▶ [WHAT YOU WILL DO]: Set down exactly the lines of the records from the top to the line containing "Directories searched for"; include both.

▶ [STUDY MATERIAL]:
══════════════════════════════

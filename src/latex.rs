//! LaTeX compilation until the auxiliary files reach a fixed point.

use crate::artifact::{replace_output_from_path, temporary_dir_in, write_atomically, ReplacePolicy};
use crate::context::{BuildContext, RedoContext, RedoOutcome, Task};
use crate::error::{BuildError, Result};
use crate::tools::ToolInvocation;
use std::ffi::OsString;
use std::fs;
use std::io::{BufRead, BufReader};
use std::path::{Path, PathBuf};
use tracing::debug;

#[cfg(windows)]
const SEARCH_PATH_SEPARATOR: &str = ";";
#[cfg(not(windows))]
const SEARCH_PATH_SEPARATOR: &str = ":";

/// Compiles a toplevel `.tex` file to PDF with pdflatex (or a compatible engine)
#[derive(Debug, Clone)]
pub struct LatexTask {
    pub executable: String,
    pub toplevel_file: PathBuf,
    pub output_file: PathBuf,
    pub log_file: PathBuf,
    /// Auxiliary files carried from one run to the next (`.aux`, `.toc`, ...)
    pub state_files: Vec<PathBuf>,
    /// Directories searched for `\input` and `\includegraphics`, in order
    pub input_search_directories: Vec<PathBuf>,
    /// Generated files the document includes
    pub extra_inputs: Vec<PathBuf>,
}

impl LatexTask {
    fn job_name(&self) -> String {
        self.toplevel_file
            .file_stem()
            .map(|s| s.to_string_lossy().into_owned())
            .unwrap_or_else(|| "document".to_string())
    }

    fn scratch_parent(&self) -> PathBuf {
        self.output_file
            .parent()
            .map(Path::to_path_buf)
            .unwrap_or_else(|| PathBuf::from("."))
    }

    /// Value of `TEXINPUTS`: the search directories followed by the engine's
    /// default path (the trailing empty entry)
    fn texinputs(&self) -> Result<OsString> {
        let mut value = std::env::join_paths(&self.input_search_directories)
            .map_err(|e| BuildError::config(format!("invalid input search directory: {}", e)))?;
        value.push(SEARCH_PATH_SEPARATOR);
        Ok(value)
    }

    /// Command line for one run with all output going to `scratch`
    pub fn invocation(&self, scratch: &Path) -> Result<ToolInvocation> {
        let mut output_directory = OsString::from("-output-directory=");
        output_directory.push(scratch);

        Ok(ToolInvocation::new(&self.executable)
            .args([
                "-interaction=nonstopmode",
                "-halt-on-error",
                "-file-line-error",
                "-recorder",
            ])
            .arg(output_directory)
            .arg(format!("-jobname={}", self.job_name()))
            .arg(&self.toplevel_file)
            .env("TEXINPUTS", self.texinputs()?))
    }

    fn promote(&self, scratch: &Path, extension: &str, dest: &Path, required: bool) -> Result<()> {
        let produced = scratch.join(format!("{}.{}", self.job_name(), extension));
        if produced.is_file() {
            replace_output_from_path(&produced, dest, ReplacePolicy::KeepIfUnchanged)?;
        } else if required {
            return Err(BuildError::tool_failure(
                &self.executable,
                "exit status: 0",
                format!("no {} file produced", extension),
            ));
        } else {
            // Absent state files are recorded as empty so stability can be observed
            write_atomically(dest, b"", ReplacePolicy::KeepIfUnchanged)?;
        }
        Ok(())
    }
}

fn extension_of(path: &Path) -> String {
    path.extension()
        .map(|e| e.to_string_lossy().into_owned())
        .unwrap_or_default()
}

impl Task for LatexTask {
    fn name(&self) -> String {
        format!("compile {}", self.toplevel_file.display())
    }

    fn inputs(&self) -> Vec<PathBuf> {
        let mut inputs = vec![self.toplevel_file.clone()];
        inputs.extend(self.extra_inputs.iter().cloned());
        inputs
    }

    fn outputs(&self) -> Vec<PathBuf> {
        vec![self.output_file.clone(), self.log_file.clone()]
    }

    fn state_files(&self) -> Vec<PathBuf> {
        self.state_files.clone()
    }

    fn fingerprint(&self) -> String {
        let dirs: Vec<String> = self
            .input_search_directories
            .iter()
            .map(|d| d.display().to_string())
            .collect();
        format!(
            "{} -interaction=nonstopmode -halt-on-error -file-line-error -recorder TEXINPUTS={}",
            self.executable,
            dirs.join(SEARCH_PATH_SEPARATOR)
        )
    }

    fn redo(&self, ctx: &RedoContext<'_>) -> Result<RedoOutcome> {
        let scratch = temporary_dir_in(&self.scratch_parent())?;

        for state_file in &self.state_files {
            if state_file.is_file() {
                let ext = extension_of(state_file);
                fs::copy(state_file, scratch.path().join(format!("{}.{}", self.job_name(), ext)))?;
            }
        }

        ctx.runner
            .run(&self.invocation(scratch.path())?.current_dir(ctx.root))?;

        self.promote(scratch.path(), "pdf", &self.output_file, true)?;
        self.promote(scratch.path(), "log", &self.log_file, true)?;
        for state_file in &self.state_files {
            self.promote(scratch.path(), &extension_of(state_file), state_file, false)?;
        }

        let recorder = scratch.path().join(format!("{}.fls", self.job_name()));
        let discovered_inputs = if recorder.is_file() {
            recorded_inputs(&fs::read_to_string(&recorder)?, ctx.root, scratch.path())
        } else {
            Vec::new()
        };
        debug!(count = discovered_inputs.len(), "inputs recorded by LaTeX");

        Ok(RedoOutcome { discovered_inputs })
    }
}

/// Files listed as `INPUT` in a LaTeX recorder (`.fls`) file that lie inside
/// `root` but not inside `scratch`.
///
/// Relative entries are resolved against the recorded `PWD`, or `root` when
/// there is none.
pub fn recorded_inputs(fls: &str, root: &Path, scratch: &Path) -> Vec<PathBuf> {
    let mut pwd = root.to_path_buf();
    let mut inputs = Vec::new();

    for line in fls.lines() {
        if let Some(dir) = line.strip_prefix("PWD ") {
            pwd = PathBuf::from(dir);
        } else if let Some(file) = line.strip_prefix("INPUT ") {
            let path = pwd.join(file);
            let path = normalize(&path);
            if path.starts_with(root) && !path.starts_with(scratch) && !inputs.contains(&path) {
                inputs.push(path);
            }
        }
    }
    inputs
}

/// Remove `.` components and fold `..` without touching the filesystem
fn normalize(path: &Path) -> PathBuf {
    use std::path::Component;

    let mut out = PathBuf::new();
    for component in path.components() {
        match component {
            Component::CurDir => {}
            Component::ParentDir => {
                out.pop();
            }
            other => out.push(other.as_os_str()),
        }
    }
    out
}

/// Result of [compile_to_fixed_point]
#[derive(Debug, Clone, Copy, PartialEq, Eq)]
pub struct CompileOutcome {
    /// Compiler invocations in this build
    pub runs: usize,
    /// Whether the state files settled
    pub stabilized: bool,
}

/// Run `task` until the context reports it up to date, at most `max_runs` times.
///
/// When the limit is reached the last output is accepted, unless
/// `fail_on_unstable` is set.
pub fn compile_to_fixed_point(
    ctx: &mut BuildContext<'_>,
    task: &dyn Task,
    max_runs: usize,
    fail_on_unstable: bool,
) -> Result<CompileOutcome> {
    let mut runs = 0;
    while runs < max_runs {
        if !ctx.run(task)? {
            return Ok(CompileOutcome {
                runs,
                stabilized: true,
            });
        }
        runs += 1;
    }

    let stabilized = ctx.redo_reason(task)?.is_none();
    if !stabilized && fail_on_unstable {
        return Err(BuildError::StabilizationLimitReached { runs });
    }
    Ok(CompileOutcome { runs, stabilized })
}

/// Count lines starting with `prefix`, compared byte-wise.
///
/// LaTeX logs are not necessarily UTF-8, so lines are not decoded.
pub fn count_lines_with_prefix<R: BufRead>(reader: R, prefix: &str) -> Result<usize> {
    let mut count = 0;
    for line in reader.split(b'\n') {
        if line?.starts_with(prefix.as_bytes()) {
            count += 1;
        }
    }
    Ok(count)
}

/// Count warnings in the log file at `path`
pub fn count_log_warnings(path: &Path, prefix: &str) -> Result<usize> {
    count_lines_with_prefix(BufReader::new(fs::File::open(path)?), prefix)
}

#[cfg(test)]
mod tests {
    use super::*;

    const OVERFULL: &str = r"Overfull \hbox ";

    #[test]
    fn test_count_overfull_lines() {
        let log = concat!(
            "This is pdfTeX\n",
            "Overfull \\hbox (1.2pt too wide) in paragraph at lines 3--4\n",
            " Overfull \\hbox (indented, not counted)\n",
            "overfull \\hbox (lower case, not counted)\n",
            "Overfull \\vbox (vertical, not counted)\n",
            "Underfull \\hbox (badness 10000)\n",
            "Overfull \\hbox (3.0pt too wide) detected at line 9\n",
            "Overfull \\hbox",
        );
        assert_eq!(count_lines_with_prefix(log.as_bytes(), OVERFULL).unwrap(), 2);
    }

    #[test]
    fn test_count_handles_non_utf8() {
        let log: &[u8] = b"caf\xe9\nOverfull \\hbox (x)\n\xff\xfe\n";
        assert_eq!(count_lines_with_prefix(log, OVERFULL).unwrap(), 1);
    }

    #[test]
    fn test_count_crlf_lines() {
        let log = "Overfull \\hbox (a)\r\nOverfull \\hbox (b)\r\n";
        assert_eq!(count_lines_with_prefix(log.as_bytes(), OVERFULL).unwrap(), 2);
    }

    #[test]
    fn test_recorded_inputs_filters_system_and_scratch() {
        let fls = concat!(
            "PWD /proj\n",
            "INPUT /usr/share/texmf/tex/latex/base/article.cls\n",
            "INPUT ./doc/dbor.tex\n",
            "INPUT /proj/build/out/.doc-build-x/dbor.aux\n",
            "OUTPUT /proj/build/out/.doc-build-x/dbor.log\n",
            "INPUT doc/chapter/../intro.tex\n",
            "INPUT ./doc/dbor.tex\n",
        );
        let inputs = recorded_inputs(fls, Path::new("/proj"), Path::new("/proj/build/out/.doc-build-x"));
        assert_eq!(
            inputs,
            vec![
                PathBuf::from("/proj/doc/dbor.tex"),
                PathBuf::from("/proj/doc/intro.tex"),
            ]
        );
    }

    #[test]
    fn test_invocation_shape() {
        let task = LatexTask {
            executable: "pdflatex".to_string(),
            toplevel_file: PathBuf::from("/p/doc/dbor.tex"),
            output_file: PathBuf::from("/p/out/dbor.pdf"),
            log_file: PathBuf::from("/p/out/dbor.log"),
            state_files: vec![PathBuf::from("/p/out/dbor.aux")],
            input_search_directories: vec![PathBuf::from("/p/doc"), PathBuf::from("/p/out/generated")],
            extra_inputs: Vec::new(),
        };

        let inv = task.invocation(Path::new("/p/out/tmp")).unwrap();
        let args = inv.args_lossy();
        assert_eq!(args.last().unwrap(), "/p/doc/dbor.tex");
        assert!(args.contains(&"-output-directory=/p/out/tmp".to_string()));
        assert!(args.contains(&"-jobname=dbor".to_string()));

        let (key, value) = &inv.env[0];
        assert_eq!(key, "TEXINPUTS");
        let value = value.to_string_lossy();
        assert!(value.starts_with("/p/doc"));
        assert!(value.ends_with(SEARCH_PATH_SEPARATOR));
    }
}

══════════════════════════════

▶ [THE COMPLETED TASK]:
filename src/latex.rs
//! LaTeX compilation until the auxiliary files reach a fixed point.

use crate::artifact::{replace_output_from_path, temporary_dir_in, write_atomically, ReplacePolicy};
use crate::context::{BuildContext, RedoContext, RedoOutcome, Task};
use crate::error::{BuildError, Result};
use crate::tools::ToolInvocation;
use std::ffi::OsString;
use std::fs;
use std::io::{BufRead, BufReader};
use std::path::{Path, PathBuf};
use tracing::debug;

#[cfg(windows)]
const SEARCH_PATH_SEPARATOR: &str = ";";
#[cfg(not(windows))]
const SEARCH_PATH_SEPARATOR: &str = ":";

/// Compiles a toplevel `.tex` file to PDF with pdflatex (or a compatible engine)
#[derive(Debug, Clone)]
pub struct LatexTask {
    pub executable: String,
    pub toplevel_file: PathBuf,
    pub output_file: PathBuf,
    pub log_file: PathBuf,
    /// Auxiliary files carried from one run to the next (`.aux`, `.toc`, ...)
    pub state_files: Vec<PathBuf>,
    /// Directories searched for `\input` and `\includegraphics`, in order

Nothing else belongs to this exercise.